Leonardo expects the BriteCloud Foreign Comparative Testing (FCT) programme to open doors for US sales of the countermeasure.

Leonardo has revealed that BriteCloud expendable active decoy Foreign Comparative Testing (FCT), led by the US Office of the Secretary of Defense, should soon see the countermeasure transition to a programme of record.

The FCT line of effort dates back to May 2019 when a BriteCloud 218 fitted into a 2x8x1in form factor was selected to undergo testing with US Air National Guard F-16 fighter jets.

Representatives from Leonardo’s Luton facility have already supported BriteCloud training for the national guard, covering areas like programming and launch trajectory, according to Mark Hamilton, managing director, Electronics, at Leonardo UK.

He said that Leonardo and the US Office of the Secretary of Defense are currently in the middle of working out ejection velocity considerations ahead of conducting F-16 live fire tests, while also continuing talks with General Atomics about the possibility of BriteCloud being offered on the UAV manufacturer’s product line.

Though discussions are at an early stage, a number of BriteCloud carriage trials, sponsored by USSOCOM, have already been agreed.

‘Ultimately if the Foreign Comparative Tests are successful, at that point it will become a programme of record and can be ordered by any agency… and I assume at some point someone in the US will speak to us and bring all of this [FCT and BriteCloud for General Atomics] together and that sort of collective momentum will pay off,’ added Hamilton.

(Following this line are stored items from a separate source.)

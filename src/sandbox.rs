//! Sandbox management.
//!
//! Every test case gets its own temporary workspace holding a copy of the
//! module, generated mocks and variables. The workspace is a
//! [`tempfile::TempDir`], so it is removed when the [`Sandbox`] is dropped on
//! any exit path, including unwinding.

use crate::error::{CaseError, SandboxError};
use crate::mock;
use crate::schema::{Mode, TestCase};
use crate::tool::{self, Step, Tool};
use std::collections::BTreeMap;
use std::path::{Path, PathBuf};

/// Variables file written next to the module sources. The `.auto.tfvars.json`
/// suffix makes the tool load it without a `-var-file` flag.
pub const VARS_FILE: &str = "infratest.auto.tfvars.json";

/// An isolated copy of a module.
#[derive(Debug)]
pub struct Sandbox {
    root: tempfile::TempDir,
    module_dir: PathBuf,
}

impl Sandbox {
    /// Create an empty sandbox under `parent`, or the system temp dir.
    pub fn create(parent: Option<&Path>) -> Result<Self, SandboxError> {
        let mut builder = tempfile::Builder::new();
        builder.prefix("infratest-");
        let root = match parent {
            Some(parent) => {
                std::fs::create_dir_all(parent).map_err(SandboxError::Create)?;
                builder.tempdir_in(parent)
            }
            None => builder.tempdir(),
        }
        .map_err(SandboxError::Create)?;
        let module_dir = root.path().join("module");
        Ok(Self { root, module_dir })
    }

    pub fn path(&self) -> &Path {
        self.root.path()
    }

    pub fn module_dir(&self) -> &Path {
        &self.module_dir
    }

    /// Copy the module tree at `src` into `<sandbox>/module`.
    pub fn copy_module(&self, src: &Path) -> Result<(), SandboxError> {
        if !src.is_dir() {
            return Err(SandboxError::ModuleNotFound(src.to_path_buf()));
        }
        copy_dir(src, &self.module_dir)
    }

    /// Write `vars` as a JSON object of strings.
    pub fn write_vars(&self, vars: &BTreeMap<String, String>) -> Result<PathBuf, SandboxError> {
        let path = self.module_dir.join(VARS_FILE);
        let json = serde_json::to_vec_pretty(vars)
            .map_err(|e| SandboxError::WriteVars(std::io::Error::from(e)))?;
        std::fs::write(&path, json).map_err(SandboxError::WriteVars)?;
        Ok(path)
    }
}

/// Recursively copy `src` to `dst`, keeping permissions and, on Unix, symlinks.
fn copy_dir(src: &Path, dst: &Path) -> Result<(), SandboxError> {
    let copy_err = |path: &Path| {
        let path = path.to_path_buf();
        move |source| SandboxError::Copy { path, source }
    };

    std::fs::create_dir_all(dst).map_err(copy_err(dst))?;
    for entry in std::fs::read_dir(src).map_err(copy_err(src))? {
        let entry = entry.map_err(copy_err(src))?;
        let from = entry.path();
        let to = dst.join(entry.file_name());
        let file_type = entry.file_type().map_err(copy_err(&from))?;

        if file_type.is_dir() {
            copy_dir(&from, &to)?;
        } else if file_type.is_symlink() {
            copy_symlink(&from, &to).map_err(copy_err(&from))?;
        } else {
            std::fs::copy(&from, &to).map_err(copy_err(&from))?;
        }
    }

    let perms = std::fs::metadata(src).map_err(copy_err(src))?.permissions();
    std::fs::set_permissions(dst, perms).map_err(copy_err(dst))?;
    Ok(())
}

#[cfg(unix)]
fn copy_symlink(from: &Path, to: &Path) -> std::io::Result<()> {
    std::os::unix::fs::symlink(std::fs::read_link(from)?, to)
}

#[cfg(not(unix))]
fn copy_symlink(from: &Path, to: &Path) -> std::io::Result<()> {
    std::fs::copy(from, to).map(|_| ())
}

/// Plan output of a successful sandbox run.
#[derive(Debug)]
pub struct SandboxRun {
    pub plan_json: Vec<u8>,
    pub logs: String,
}

/// A sandbox run that stopped early, with whatever the tool printed so far.
#[derive(Debug)]
pub struct SandboxFailure {
    pub error: CaseError,
    pub logs: String,
}

/// Resolve a module path from a spec file's directory.
pub fn module_path(base_dir: &Path, module: &Path) -> PathBuf {
    if module.is_absolute() {
        module.to_path_buf()
    } else {
        base_dir.join(module)
    }
}

/// Build a sandbox for `case` and run the tool through init, plan and show.
pub async fn run(
    case: &TestCase,
    base_dir: &Path,
    mode: Mode,
    tool: &Tool,
    sandbox_root: Option<&Path>,
) -> Result<SandboxRun, SandboxFailure> {
    let mut logs = String::new();
    let sandbox = match prepare(case, base_dir, mode, sandbox_root) {
        Ok(sandbox) => sandbox,
        Err(error) => return Err(SandboxFailure { error, logs }),
    };
    log::debug!("test {:?} sandboxed in {}", case.name, sandbox.path().display());

    let module_dir = sandbox.module_dir();
    let result = async {
        tool.run(Step::Init, module_dir, &mut logs).await?;
        tool::post_init_fixup(module_dir);
        tool.run(Step::Plan, module_dir, &mut logs).await?;
        tool.run(Step::Show, module_dir, &mut logs).await
    }
    .await;

    match result {
        Ok(plan_json) => Ok(SandboxRun { plan_json, logs }),
        Err(e) => Err(SandboxFailure {
            error: e.into(),
            logs,
        }),
    }
}

fn prepare(
    case: &TestCase,
    base_dir: &Path,
    mode: Mode,
    sandbox_root: Option<&Path>,
) -> Result<Sandbox, CaseError> {
    let sandbox = Sandbox::create(sandbox_root)?;
    sandbox.copy_module(&module_path(base_dir, &case.module))?;

    if mode == Mode::Mock {
        mock::inject_mocks(sandbox.module_dir(), &case.mocks)?;
    }
    if !case.vars.is_empty() {
        sandbox.write_vars(&case.vars)?;
    }
    Ok(sandbox)
}
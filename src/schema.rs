//! Schema definitions for infratest spec files.
//!
//! This module defines the structure of test specification files and of the
//! optional suite configuration. Specs are written in YAML or TOML and
//! deserialized into these types.

use schemars::JsonSchema;
use serde::{Deserialize, Serialize};
use std::collections::BTreeMap;
use std::path::PathBuf;

/// Default timeout for `init`, in seconds.
pub const DEFAULT_INIT_TIMEOUT_SECS: u64 = 120;
/// Default timeout for `plan`, in seconds.
pub const DEFAULT_PLAN_TIMEOUT_SECS: u64 = 120;
/// Default timeout for `show`, in seconds.
pub const DEFAULT_SHOW_TIMEOUT_SECS: u64 = 60;

/// How a test case's module is prepared before planning.
#[derive(
    Debug, Clone, Copy, Default, PartialEq, Eq, Serialize, Deserialize, JsonSchema, clap::ValueEnum,
)]
#[serde(rename_all = "lowercase")]
pub enum Mode {
    /// Inject mock resource definitions before planning.
    #[default]
    Mock,
    /// Plan the module as-is, ignoring declared mocks.
    Live,
}

impl std::fmt::Display for Mode {
    fn fmt(&self, f: &mut std::fmt::Formatter<'_>) -> std::fmt::Result {
        match self {
            Mode::Mock => f.write_str("mock"),
            Mode::Live => f.write_str("live"),
        }
    }
}

/// Suite-level configuration loaded from `infratest.yaml` in the test root.
#[derive(Debug, Clone, Default, Serialize, Deserialize, JsonSchema)]
pub struct SuiteConfig {
    /// Execution mode for every test case (default: mock).
    #[serde(default)]
    pub mode: Mode,

    /// Directory in which sandboxes are created. Defaults to the system temp dir.
    /// Sandboxes are always removed after their test case completes.
    #[serde(default)]
    pub sandbox_root: Option<PathBuf>,

    /// Maximum number of test cases running at once. Unbounded when unset.
    #[serde(default)]
    pub max_parallel: Option<usize>,

    /// Provisioning tool settings.
    #[serde(default)]
    pub tool: ToolConfig,
}

/// How to invoke the provisioning tool.
#[derive(Debug, Clone, Serialize, Deserialize, JsonSchema)]
pub struct ToolConfig {
    /// Executable to run (default: `terraform`).
    #[serde(default = "default_binary")]
    pub binary: String,

    /// Arguments inserted before every subcommand.
    #[serde(default)]
    pub args: Vec<String>,

    /// Extra environment variables for the tool. Values may reference host
    /// variables with `${VAR}`.
    #[serde(default)]
    pub env: BTreeMap<String, String>,

    /// Per-step timeouts.
    #[serde(default)]
    pub timeouts: Timeouts,
}

impl Default for ToolConfig {
    fn default() -> Self {
        Self {
            binary: default_binary(),
            args: Vec::new(),
            env: BTreeMap::new(),
            timeouts: Timeouts::default(),
        }
    }
}

fn default_binary() -> String {
    "terraform".to_string()
}

/// Timeouts in seconds for each provisioning step.
#[derive(Debug, Clone, Copy, PartialEq, Eq, Serialize, Deserialize, JsonSchema)]
pub struct Timeouts {
    #[serde(default = "default_init_timeout")]
    pub init: u64,
    #[serde(default = "default_plan_timeout")]
    pub plan: u64,
    #[serde(default = "default_show_timeout")]
    pub show: u64,
}

impl Default for Timeouts {
    fn default() -> Self {
        Self {
            init: DEFAULT_INIT_TIMEOUT_SECS,
            plan: DEFAULT_PLAN_TIMEOUT_SECS,
            show: DEFAULT_SHOW_TIMEOUT_SECS,
        }
    }
}

fn default_init_timeout() -> u64 {
    DEFAULT_INIT_TIMEOUT_SECS
}

fn default_plan_timeout() -> u64 {
    DEFAULT_PLAN_TIMEOUT_SECS
}

fn default_show_timeout() -> u64 {
    DEFAULT_SHOW_TIMEOUT_SECS
}

/// Root document for a test specification file.
#[derive(Debug, Clone, Serialize, Deserialize, JsonSchema)]
pub struct TestSpec {
    /// The test cases defined in this file.
    pub tests: Vec<TestCase>,
}

/// A single test case: one module, planned once, checked by its assertions.
#[derive(Debug, Clone, Serialize, Deserialize, JsonSchema)]
pub struct TestCase {
    /// Name of the test, unique within its file.
    pub name: String,

    /// Path to the module under test, relative to the spec file or absolute.
    pub module: PathBuf,

    /// Input variables passed to the module as plain strings.
    #[serde(default)]
    pub vars: BTreeMap<String, String>,

    /// Mocked resources injected in mock mode.
    #[serde(default, alias = "mock")]
    pub mocks: Vec<MockSpec>,

    /// Assertions evaluated against the computed plan.
    #[serde(default, alias = "assert")]
    pub asserts: Vec<AssertionSpec>,
}

/// A fabricated resource with fixed attribute values.
#[derive(Debug, Clone, Serialize, Deserialize, JsonSchema)]
pub struct MockSpec {
    /// Resource identifier in `<type>.<name>` form.
    pub resource: String,

    /// Attribute values, written as string literals.
    #[serde(default)]
    pub attributes: BTreeMap<String, String>,
}

/// A named comparison of an actual value against an expected value.
#[derive(Debug, Clone, Serialize, Deserialize, JsonSchema)]
pub struct AssertionSpec {
    /// Assertion name (used in reports).
    pub name: String,

    /// `output.<name>`, `resource.<type>.<name>.<attr>`, or a literal.
    pub actual: String,

    /// `var.<name>`, `output.<name>`, `resource.<type>.<name>.<attr>`, or a literal.
    pub expected: String,

    /// One of `equals`, `contains`, `matches`, `json_equals` (case-insensitive).
    pub condition: String,
}

/// Generate the JSON Schema for test specification files.
pub fn generate_schema() -> schemars::schema::RootSchema {
    schemars::schema_for!(TestSpec)
}
use crate::demo::{print_questionnaire, run_demo, run_roster_check, DemoArgs, RosterCheckArgs};
use crate::server;
use big_five::error::AppError;
use clap::{Args, Parser, Subcommand};
use std::path::PathBuf;

#[derive(Parser, Debug)]
#[command(
    name = "Big Five Assessment",
    about = "Serve and exercise the Big Five personality assessment from the command line",
    version
)]
struct Cli {
    #[command(subcommand)]
    command: Option<Command>,
}

#[derive(Subcommand, Debug)]
enum Command {
    /// Start the HTTP service (default command)
    Serve(ServeArgs),
    /// Inspect the participant roster
    Roster {
        #[command(subcommand)]
        command: RosterCommand,
    },
    /// Print the questionnaire sections and answer scale
    Questionnaire,
    /// Walk one rostered respondent through the full assessment without delivering it
    Demo(DemoArgs),
}

#[derive(Subcommand, Debug)]
enum RosterCommand {
    /// Check whether a CNIC is admitted and show the roster entry it maps to
    Check(RosterCheckArgs),
}

#[derive(Args, Debug, Default)]
pub(crate) struct ServeArgs {
    /// Override the configured host for the HTTP server
    #[arg(long)]
    pub(crate) host: Option<String>,
    /// Override the configured port for the HTTP server
    #[arg(long)]
    pub(crate) port: Option<u16>,
    /// Override the configured roster CSV path
    #[arg(long)]
    pub(crate) roster: Option<PathBuf>,
}

pub(crate) async fn run() -> Result<(), AppError> {
    let cli = Cli::parse();
    let command = cli
        .command
        .unwrap_or_else(|| Command::Serve(ServeArgs::default()));

    match command {
        Command::Serve(args) => server::run(args).await,
        Command::Roster {
            command: RosterCommand::Check(args),
        } => run_roster_check(args),
        Command::Questionnaire => {
            print_questionnaire();
            Ok(())
        }
        Command::Demo(args) => run_demo(args),
    }
}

‘We’re quite confident that there isn't anything in the US like BriteCloud at the moment, unless of course it is cloaked in secrecy.’

BriteCloud can be launched by a pilot from a standard flare and chaff cartridge to counter radar-guided missile attacks by generating electronic emissions that make a false or ghost target, with the capability considered ‘dramatically more effective’ than chaff countermeasures, according to Leonardo.

Once dispensed the decoy drops away from an aircraft under gravity to create a significant miss distance between the platform and enemy weapon system.

The newest version of BriteCloud, designated 55-T and designed for large fixed wing aircraft, was scheduled to undergo US based flight test with a C-130 Hercules in the second half of 2020 but a Leonardo spokesperson confirmed that the tests have not yet taken place.   

No reason for the tests not going ahead was provided by Leonardo.